Bills Digest no. 21 2006–07
Financial Transaction Reports Amendment Bill
2006
WARNING:
This Digest was prepared for debate. It reflects the legislation as
introduced and does not canvass subsequent amendments. This Digest
does not have any official legal status. Other sources should be
consulted to determine the subsequent official status of the
Bill.
CONTENTS
Passage History
Purpose
Background
Financial implications
Main Provisions
Endnotes
Contact Officer & Copyright Details
Passage History
Financial
Transaction Reports Amendment Bill 2006
Date introduced: 21
House: Senate
Portfolio: Justice and Customs
Commencement: The formal provisions (clauses 1 and 2) commence on
Royal Assent. Schedule 1 commences immediately after the
commencement of item 10 of Schedule 9 of the Anti-Terrorism
(No.2) Act 2005, which is to come into force on 14 December
2006.
To vary the amendments to the Financial Transaction Reports
Act 1988 (FTR Act) made by Schedule 9 of the
Anti-Terrorism Act (No. 2) 2005 (AT Act) in order to
correct drafting problems and to prevent unintended
consequences.
Schedule 9 of the AT Act was enacted to amend the
money-laundering rules in the FTR Act and better implement some of
the Financial Action Task Force special recommendations on
combating the financing of terrorism. It is to come into force on
14 December 2006.
The
Financial Action Task Force (FATF) is an international
organisation chiefly concerned with strengthening
anti-money-laundering (AML) provisions in the global financial
system, including through individual countries implementing
appropriate legislative and enforcement measures. To this end it
developed a series of
40 AML recommendations in 1990, which have been revised twice
since.(1) In the aftermath of the 11 September 2001
attacks, it also adopted
nine special recommendations on combating the financing of
terrorism (CFT).(2)
Australia s principal anti-money-laundering legislation the FTR
Act was previously updated in a significant way through the
Proceeds of Crime (Consequential Amendments and Transitional
Provisions) Act 2002 and, in relation to terrorism, through
the Suppression of the Financing of Terrorism Act 2002.
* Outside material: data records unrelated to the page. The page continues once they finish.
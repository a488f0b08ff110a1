//! Error taxonomy for the storefront core.
//!
//! Every rejected operation returns a discriminated variant the caller can
//! render; nothing is logged-and-swallowed inside the core and no error is
//! fatal to the process. Load-time failures (`Dataset*`) reject the whole
//! batch so the in-memory lists stay consistent; submit-time failures
//! (`Order*`) leave cart and form state untouched so resubmission is
//! possible without re-entry.

use crate::catalog::ProductId;
use std::path::PathBuf;

#[derive(Debug, thiserror::Error)]
pub enum StoreError {
    // -- user input ------------------------------------------------------
    #[error("invalid input: {0}")]
    InvalidInput(String),
    #[error("at least one symptom is required")]
    EmptySymptomQuery,
    #[error("missing required fields: {}", fields.join(", "))]
    MissingFields { fields: Vec<String> },

    // -- business rules --------------------------------------------------
    #[error("product '{0}' is not in the catalog")]
    UnknownProduct(ProductId),
    #[error("product '{0}' is out of stock")]
    OutOfStock(ProductId),
    #[error("insufficient stock for product '{id}': requested {requested}, available {available}")]
    InsufficientStock {
        id: ProductId,
        requested: u32,
        available: u32,
    },
    #[error("cart is empty")]
    EmptyCart,
    #[error("operation requires state {expected}, session is {actual}")]
    WrongState {
        expected: &'static str,
        actual: &'static str,
    },

    // -- dataset loading -------------------------------------------------
    #[error("failed to read dataset {path}: {source}", path = path.display())]
    DatasetRead {
        path: PathBuf,
        #[source]
        source: csv::Error,
    },
    #[error("dataset {path} is missing required column '{column}'", path = path.display())]
    DatasetMissingColumn { path: PathBuf, column: &'static str },
    #[error("dataset {path} line {line}: {reason}", path = path.display())]
    DatasetRow {
        path: PathBuf,
        line: u64,
        reason: String,
    },
    #[error("dataset {path} contains no rows", path = path.display())]
    DatasetEmpty { path: PathBuf },

    // -- order persistence ----------------------------------------------
    #[error("failed to create order directory: {0}")]
    OrderDirCreation(std::io::Error),
    #[error("failed to serialize order: {0}")]
    OrderSerialization(serde_json::Error),
    #[error("failed to write order document: {0}")]
    OrderWrite(std::io::Error),
    #[error("order sink rejected the order: {0}")]
    OrderSink(Box<dyn std::error::Error + Send + Sync>),
}

impl StoreError {
    /// True for submit-time persistence failures, after which the session
    /// preserves cart and form state for resubmission.
    pub fn is_persistence(&self) -> bool {
        matches!(
            self,
            StoreError::OrderDirCreation(_)
                | StoreError::OrderSerialization(_)
                | StoreError::OrderWrite(_)
                | StoreError::OrderSink(_)
        )
    }

    /// True for load-time dataset failures, surfaced page-level and not
    /// recoverable without an external fix.
    pub fn is_data_unavailable(&self) -> bool {
        matches!(
            self,
            StoreError::DatasetRead { .. }
                | StoreError::DatasetMissingColumn { .. }
                | StoreError::DatasetRow { .. }
                | StoreError::DatasetEmpty { .. }
        )
    }
}

pub type StoreResult<T> = std::result::Result<T, StoreError>;
//! Disease/remedy dataset types and loading.
//!
//! Each row maps a free-text disease/symptom description to a herbal
//! treatment. Records are immutable once loaded; the symptom matcher scans
//! them in dataset order.

use crate::catalog::{HeaderIndex, Row};
use crate::error::{StoreError, StoreResult};
use std::path::Path;

/// One disease/symptom-to-herbal-treatment mapping entry.
#[derive(Debug, Clone, PartialEq, Eq, serde::Serialize, serde::Deserialize)]
pub struct RemedyRecord {
    pub id: String,
    /// Free-text symptom description; the haystack the matcher scans.
    pub disease_label: String,
    pub herbal_plant: String,
    pub preparation_method: String,
    pub dosage: String,
    pub possible_reactions: String,
}

const COL_ID: &str = "Plant ID";
const COL_DISEASE: &str = "Disease/Symptomes";
const COL_PLANT: &str = "Herbal plant";
const COL_PREPARATION: &str = "Preparation method";
const COL_DOSAGE: &str = "Dosage";
const COL_REACTIONS: &str = "Possible Reactions";

/// Loads the disease/remedy dataset from a CSV file.
///
/// # Errors
///
/// Returns a dataset `StoreError` if the file cannot be read, a required
/// column is missing, any row is malformed (reported with its line number),
/// or the file contains no data rows. The batch is rejected as a whole;
/// no partial record list is ever returned.
pub fn load_remedy_records(path: &Path) -> StoreResult<Vec<RemedyRecord>> {
    let mut reader = csv::ReaderBuilder::new()
        .trim(csv::Trim::All)
        .from_path(path)
        .map_err(|source| StoreError::DatasetRead {
            path: path.to_path_buf(),
            source,
        })?;

    let headers = reader
        .headers()
        .map_err(|source| StoreError::DatasetRead {
            path: path.to_path_buf(),
            source,
        })?
        .clone();
    let fields = HeaderIndex::new(path, &headers);

    let mut records = Vec::new();
    for record in reader.records() {
        let record = record.map_err(|source| StoreError::DatasetRead {
            path: path.to_path_buf(),
            source,
        })?;
        let line = record.position().map(|p| p.line()).unwrap_or(0);
        let row = Row {
            path,
            line,
            record: &record,
            fields: &fields,
        };

        records.push(RemedyRecord {
            id: row.required(COL_ID)?.to_owned(),
            disease_label: row.required(COL_DISEASE)?.to_owned(),
            herbal_plant: row.required(COL_PLANT)?.to_owned(),
            preparation_method: row.required(COL_PREPARATION)?.to_owned(),
            dosage: row.required(COL_DOSAGE)?.to_owned(),
            possible_reactions: row.required(COL_REACTIONS)?.to_owned(),
        });
    }

    if records.is_empty() {
        return Err(StoreError::DatasetEmpty {
            path: path.to_path_buf(),
        });
    }

    tracing::debug!(count = records.len(), "loaded remedy dataset");
    Ok(records)
}

#[cfg(test)]
mod tests {
    use super::*;
    use std::io::Write;

    const REMEDIES_CSV: &str = "\
Plant ID,Disease/Symptomes,Herbal plant,Preparation method,Dosage,Possible Reactions,Image URL
R1,cough and cold,Tulsi,Boil leaves in water,Twice daily,None known,https://img/r1
R2,fever,Giloy,Crush stem and boil,Once daily,Mild nausea,
";

    fn write_csv(contents: &str) -> tempfile::NamedTempFile {
        let mut file = tempfile::NamedTempFile::new().unwrap();
        file.write_all(contents.as_bytes()).unwrap();
        file.flush().unwrap();
        file
    }

    #[test]
    fn test_load_remedy_records() {
        let file = write_csv(REMEDIES_CSV);
        let records = load_remedy_records(file.path()).unwrap();

        assert_eq!(records.len(), 2);
        assert_eq!(records[0].disease_label, "cough and cold");
        assert_eq!(records[1].herbal_plant, "Giloy");
    }

    #[test]
    fn test_blank_disease_cell_rejects_batch() {
        let csv = "\
Plant ID,Disease/Symptomes,Herbal plant,Preparation method,Dosage,Possible Reactions
R1,,Tulsi,Boil,Twice daily,None
";
        let file = write_csv(csv);
        match load_remedy_records(file.path()).unwrap_err() {
            StoreError::DatasetRow { line, reason, .. } => {
                assert_eq!(line, 2);
                assert!(reason.contains("Disease/Symptomes"));
            }
            other => panic!("expected DatasetRow, got {other:?}"),
        }
    }

    #[test]
    fn test_empty_file_rejected() {
        let csv = "Plant ID,Disease/Symptomes,Herbal plant,Preparation method,Dosage,Possible Reactions\n";
        let file = write_csv(csv);
        assert!(matches!(
            load_remedy_records(file.path()),
            Err(StoreError::DatasetEmpty { .. })
        ));
    }
}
However, following the revision of the FATF AML/CFT recommendations
in 2003 04, the Australian Government
committed itself to a further overhaul of the FTR Act and
associated legislation.(3) The consultative process has
been a lengthy and difficult one, with industry groups raising
concerns such as compliance costs and competitive neutrality
between different sectors.(4) The Government has split
the implementation of the overhaul into a number of different
initiatives:
- the amendments contained in Schedule 9 of the AT Act, which
address three of the FATF CFT special recommendations (SRs): SR VI
(remittance services), SR VII (wire transfer funds services), and
SR IX (cash couriers)
- an exposure draft
Anti-Money Laundering and Counter-Terrorism Financing Bill
2006, to cover a broad range of FATF AML and CFT
recommendations,(5) and
- consultation with the states and territories about the
enactment of laws to address a fourth FATF CFT special
recommendation, that of preventing the use of non-profit or
charitable organisations for the financing of
terrorism.(6)
Item 10 of Schedule 9 of the AT Act inserted the new Division 3A
Customer information to be included in international funds transfer
instructions , into Part II of the FTR Act. The purpose of Division
3A is to strengthen the various existing reporting and
recording-keeping obligations contained in existing Part II of the
FTR Act and to implement SR VII. In particular, section 17FA
provides that when a cash dealer is given an instruction for a
transfer of funds out of Australia, the dealer must ensure
the instruction includes information about the customer. A failure
to do so carries a maximum penalty of up to two years imprisonment,
or in the case of corporations, a fine of approximately $50,000. In
relation to funds transfers coming into Australia, section
17FB in certain situations allows the AUSTRAC
Director(7) to direct a cash dealer to request the
ordering customer to include customer information in all future
incoming transfers.
The amendments in the current Bill relate specifically to
Division 3A.
On 22 June 2006, the Senate referred the Bill to the Senate
Legal and Constitutional Legislation Committee for inquiry and
report by 1 August 2006.(8) The Senate Committee
Inquiry received seven submissions, some of which raised a number
of concerns in relation to the changes proposed in the Bill.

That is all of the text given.